During the coronavirus pandemic, anti-Semitism intensified in the online space and cases of discrimination increased, so concrete means are needed to protect society from these dangers, Romanian Foreign Minister Bogdan Aurescu said on Thursday.
The head of Romanian diplomacy was speaking at an event organized on the occasion of the 80th anniversary of the Bucharest pogrom against Jews in 1941, Hungarian news portal Mandiner reports.
Between Jan. 21 and 23, 1941, after a conflict broke out between Romanian legionnaires of the infamous “Iron Guard” and the government led by Ion Antonescu, the Iron Guard killed Jews, ravaged synagogues, and looted homes and shops. There were at least 120 fatalities in the bloody incidents. The Iron Guard also took part in the systematic extermination of Jews between 1941-1943 in several other parts of what is now Romania and the Republic of Moldova. The organization was outlawed after World War II and its leaders hunted down, executed or sentenced to long prison terms.
National strategy
Aurescu said the Romanian government would soon complete the development of a national strategy against anti-Semitism, xenophobia, radicalization and hate speech, as well as an implementation plan for it.
“Through these, we will have the tools to have more accurate data on these phenomena, to prepare law enforcement forces more effectively, to judge, and to develop school curricula and university courses to help young people recognize and prevent these manifestations (…) and encourage them to behave tolerantly and to defend democratic values,” Aurescu said.

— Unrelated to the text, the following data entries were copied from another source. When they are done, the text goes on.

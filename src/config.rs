use std::fmt;
use std::fs;
use std::path::{Path, PathBuf};
use std::time::Duration;

use serde::{Deserialize, Serialize};

use crate::error::HarvestError;

pub const DEFAULT_METADATA_FILE: &str = "iarchive.json";
pub const DEFAULT_CATALOG_FILE: &str = "worldcat.xml";
pub const DEFAULT_CATALOG_BASE_URL: &str = "http://www.worldcat.org/webservices/catalog/content";
pub const DEFAULT_AUDIT_LOG: &str = "audit.log";
pub const DEFAULT_FAILURE_LOG: &str = "audit-failures.log";

/// Settings for one harvest run. Every field has a default, so a settings
/// file only needs to name what it overrides.
#[derive(Debug, Clone, PartialEq, Eq, Deserialize, Serialize)]
#[serde(default)]
pub struct HarvestConfig {
    /// Raw archive metadata response, written into every record directory.
    pub metadata_file_name: String,
    /// Raw catalog response, written when the bibliographic record is fetched.
    pub catalog_file_name: String,
    /// Declared file formats that are downloaded from the archive.
    pub archive_formats: Vec<String>,
    pub catalog_base_url: String,
    pub audit_log: PathBuf,
    pub failure_log: PathBuf,
    pub max_concurrent_downloads: usize,
    pub request_timeout_secs: Option<u64>,
    /// Accession numbers shorter than this are never sent to the catalog.
    pub min_accession_len: usize,
    pub write_report: bool,
}

impl Default for HarvestConfig {
    fn default() -> Self {
        Self {
            metadata_file_name: DEFAULT_METADATA_FILE.to_string(),
            catalog_file_name: DEFAULT_CATALOG_FILE.to_string(),
            archive_formats: default_archive_formats(),
            catalog_base_url: DEFAULT_CATALOG_BASE_URL.to_string(),
            audit_log: PathBuf::from(DEFAULT_AUDIT_LOG),
            failure_log: PathBuf::from(DEFAULT_FAILURE_LOG),
            max_concurrent_downloads: 8,
            request_timeout_secs: None,
            min_accession_len: 5,
            write_report: true,
        }
    }
}

impl HarvestConfig {
    pub fn load(path: &Path) -> Result<Self, HarvestError> {
        let content =
            fs::read_to_string(path).map_err(|_| HarvestError::ConfigRead(path.to_path_buf()))?;
        serde_json::from_str(&content).map_err(|err| HarvestError::ConfigParse(err.to_string()))
    }

    pub fn request_timeout(&self) -> Option<Duration> {
        self.request_timeout_secs.map(Duration::from_secs)
    }

    pub fn report_path(&self) -> PathBuf {
        report_path_for(&self.audit_log)
    }
}

/// Default report location: the audit log with a `csv` extension, or
/// `<stem>.report.csv` when the log itself already ends in `.csv`.
pub fn report_path_for(audit_log: &Path) -> PathBuf {
    let path = audit_log.with_extension("csv");
    if path == audit_log {
        audit_log.with_extension("report.csv")
    } else {
        path
    }
}

pub fn default_archive_formats() -> Vec<String> {
    vec!["Text PDF".to_string(), "DjVuTXT".to_string()]
}

/// Shape of the credential file: `{"Comment": "...", "Key": "..."}`.
#[derive(Debug, Deserialize)]
struct CredentialFile {
    #[serde(rename = "Comment", default)]
    _comment: Option<String>,
    #[serde(rename = "Key", default)]
    key: String,
}

/// Catalog service key. An empty credential only disables catalog lookups.
#[derive(Clone, Default, PartialEq, Eq)]
pub struct Credential(String);

impl Credential {
    pub fn new(key: impl Into<String>) -> Self {
        Self(key.into().trim().to_string())
    }

    pub fn none() -> Self {
        Self::default()
    }

    pub fn is_configured(&self) -> bool {
        !self.0.is_empty()
    }

    pub fn as_str(&self) -> &str {
        &self.0
    }
}

impl fmt::Debug for Credential {
    fn fmt(&self, f: &mut fmt::Formatter<'_>) -> fmt::Result {
        if self.is_configured() {
            write!(f, "Credential(***)")
        } else {
            write!(f, "Credential(none)")
        }
    }
}

pub struct CredentialLoader;

impl CredentialLoader {
    /// A missing or unreadable file yields an empty credential, not an error.
    pub fn load(path: Option<&Path>) -> Result<Credential, HarvestError> {
        let Some(path) = path else {
            tracing::warn!("no api configuration file, harvesting archive records only");
            return Ok(Credential::none());
        };
        let content = match fs::read_to_string(path) {
            Ok(content) => content,
            Err(_) => {
                tracing::warn!(
                    path = %path.display(),
                    "unable to open api key file, harvesting archive records only"
                );
                return Ok(Credential::none());
            }
        };
        let file: CredentialFile = serde_json::from_str(&content)
            .map_err(|err| HarvestError::ConfigParse(err.to_string()))?;
        let credential = Credential::new(file.key);
        if !credential.is_configured() {
            tracing::warn!(path = %path.display(), "api key file has an empty key");
        }
        Ok(credential)
    }
}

He added that Romania is also involved in the development of the European Union’s first anti-Semitism strategy, which it hopes Brussels will launch for public debate in the third quarter. According to the head of the ministry, these strategies are intended to prevent the recurrence of tragedies such as the anti-Semitic incident in Bucharest, which was “one of the darkest and most painful chapters in the history of Romania”. He noted that, unfortunately, this was not an isolated incident, as it was followed by the Pogrom of Iasi, the deportation of Jews to the Transnistrian region (now in the Republic of Moldova). All of this happened when increasingly aggressive anti-Semitism was poisoning the whole of Europe, including Romania, Aurescu said.
Irresponsibility and intolerance
At the same event, Ludovic Orban, speaker of the House of Representatives, said that the 1941 pogrom was “an unprecedented flare up of anger and cruelty in the history of Romania, and no political force or movement should be allowed to take the country back to the slopes of irresponsibility and intolerance”. He recalled that at least 120 Jews had been killed, 1,100 homes and shops, six synagogues looted and damaged and hundreds of Jews beaten. The event was also commemorated by Anca Dragu, president of the Romanian Senate.
Title image: Romanian Prime Minister Ion Antonescu (L) with Iron Guard leader Horia Sima (R) in 1940.